「視覚」と「視角」の意味と違い
「視覚」と「視角」は、いずれも「しかく」と読み、「見ることに関すること」という共通点はありますが、それぞれの意味と使われる場面や目的には違いがあります。
日常生活などでよく見聞きしますが、どのような違いがあるのでしょうか。
本記事ではその「視覚」と「視角」の意味と違いを深掘りし、用例などを通じて、使い分けのポイントについて解説していきます。
紛らわしい言葉ですが、使い分けることができれば、表現の幅が広がりますので、ぜひ参考にしてみてください。
「視覚」

「視覚」は、「光の刺激を受けて、目で見る感覚」や「目で物を見る際の、視神経の働き」という意味を持ちます。
「視覚」の「視」は、「みる」「目で見る」「注意して見る」の意味があり、「覚」は、「おぼえる」「悟る」「道理を知る」という意味があります。
したがって「視覚」は、「目で見る感覚」すなわち「光の刺激を受けて、目で見る感覚」という意味になります。
なお、「視覚」の類義語は、「視認」が挙げられ、「視覚」は「映像を巧みに使って視覚を刺激する」「人間の視覚は色や動きを識別する能力を持つ」「視覚に障害のある人のため、音声案内を活用する」のように使われます。
「視覚」とは、目の網膜に光が当たると視細胞に興奮が起こり、視神経を通して大脳の視覚野に伝えられ、明暗・光の方向や物の色・動き・距離などを認知する五感(視覚・聴覚・臭覚・味覚・触覚)の一つです。

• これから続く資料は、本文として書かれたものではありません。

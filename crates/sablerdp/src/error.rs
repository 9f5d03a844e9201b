use thiserror::Error;

use sablerdp_connector::{ConnectorError, ConnectorErrorKind};
use sablerdp_pdu::mcs::DisconnectReason;
use sablerdp_session::SessionError;
use sablerdp_video::VideoError;

pub type ClientResult<T> = Result<T, ClientError>;

/// The failure taxonomy of the façade.
///
/// Transport, framing, negotiation and authentication failures are fatal to
/// the session. Encoder failures are fatal to streaming only. Bitmap decode
/// failures never surface here: the affected rectangle is skipped and the
/// session continues.
#[derive(Debug, Error)]
pub enum ClientError {
    #[error("transport failure")]
    Transport(#[from] std::io::Error),

    #[error("connection sequence failed")]
    Connect(#[from] ConnectorError),

    #[error("session failure")]
    Session(#[from] SessionError),

    #[error("video pipeline failure")]
    Video(#[from] VideoError),

    #[error("timed out during {0}")]
    Timeout(&'static str),

    #[error("the server disconnected: {}", .0.description())]
    Disconnected(DisconnectReason),

    #[error("the session is not connected")]
    NotConnected,

    #[error("streaming is disabled for this session")]
    StreamingDisabled,
}

impl ClientError {
    /// True when the server rejected the credentials themselves, as opposed
    /// to refusing the authentication method.
    pub fn is_credentials_rejected(&self) -> bool {
        match self {
            Self::Connect(error) => match error.kind() {
                ConnectorErrorKind::Nla(nla) => nla.is_credentials_rejected(),
                _ => false,
            },
            _ => false,
        }
    }

    /// True when the server refused the requested security protocols or
    /// authentication method.
    pub fn is_access_denied(&self) -> bool {
        match self {
            Self::Connect(error) => matches!(
                error.kind(),
                ConnectorErrorKind::AccessDenied | ConnectorErrorKind::Negotiation(_)
            ),
            _ => false,
        }
    }
}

さらに「視覚」は、目を通して外界の情報を受け取る感覚のことを指し、色を識別すること、物体の形状などを見分ける「視力」、広範囲を見渡す「視野」などが含まれ、「視覚」によって得られる情報量は計り知れません。
「視角」
「視角」は、「目で物体の両端を結んだ二直線のなす角の大きさ」や「物事を見る角度、見る立場」という意味を持ちます。
「視角」の「視」は上述のとおり、「みる」「目で見る」「注意して見る」という意味があり、「角」は、「かど」「物の先」「二直線が交わってできる図形、交わり方」という意味があります。
したがって「視角」は、「物を見る角度」すなわち「目で物体の両端を結んだ二直線のなす角の大きさ」という意味になります。
なお「視角」の類義語は、「視点」「視野」「見地」「観点」などがあり、「視角」は「レンズの視角を調整し、より広い範囲を撮影する」「鷲は広い視角を持ち、遠くの獲物も見つけられる」「ミラーの視角を調整し、運転席からの死角を減らす」のように使われます。
「視角」は、見ている物体の左右または上下の両端から目までの二直線がつくる角度をいい、ある物体を見るときの視線の角度や範囲を指し、「視角」によって人間の眼は、物体の大きさを判断しています。
「視角」は上述のとおり、基本的には物を見るための範囲や角度を表す言葉ですが、「物事を見る角度、見る立場」の意味合いでも用いられ、「時折、視角を変えてみるのも必要だ」のように、異なった観点や視点を持つことのニュアンスでも使われます。
なお、見ることに関する同音異義語に「死角」がありますが、ある角度からは見ることが出来ない範囲のことを指し、視角・視界の外や注意が及ばない部分という意味で「死角」は使われています。
以上のように「視覚」は、「光の刺激を受けて、目で見る感覚」という意味を持ち、目で物を見る力そのものを指し、物の色・形・明るさ・動きなどを認識する能力を言います。
一方「視角」は、「物を見る角度」という意味を持ち、物の見える範囲や角度を指すことのほか、物事を見る角度・考え方や立場の意味合いでも広く使われています。
記事の参考文献
- 偏 松村明・三省堂編修所(2019)『大辞林』第四版,三省堂.
- 偏 山田忠雄・柴田武・酒井憲二・倉持保男・上野善道・山田明雄・井島正博・笹原宏之(2011)『新明解国語辞典』第七版,三省堂.
- 編著 北原保雄(2010)『明鏡国語辞典』第二版,大修館書店.
- 小学館.「デジタル大辞泉」. <https://dictionary.goo.ne.jp/jn/>(参照日2025年2月8日).
- 公益財団法人日本漢字能力検定協会.「漢字ペディア」.<https://www.kanjipedia.jp/>(参照日2025年2月8日).
- 編 一般社団法人共同通信社 (2022). 『記者ハンドブック : 新聞用字用語集』第14版,共同通信社.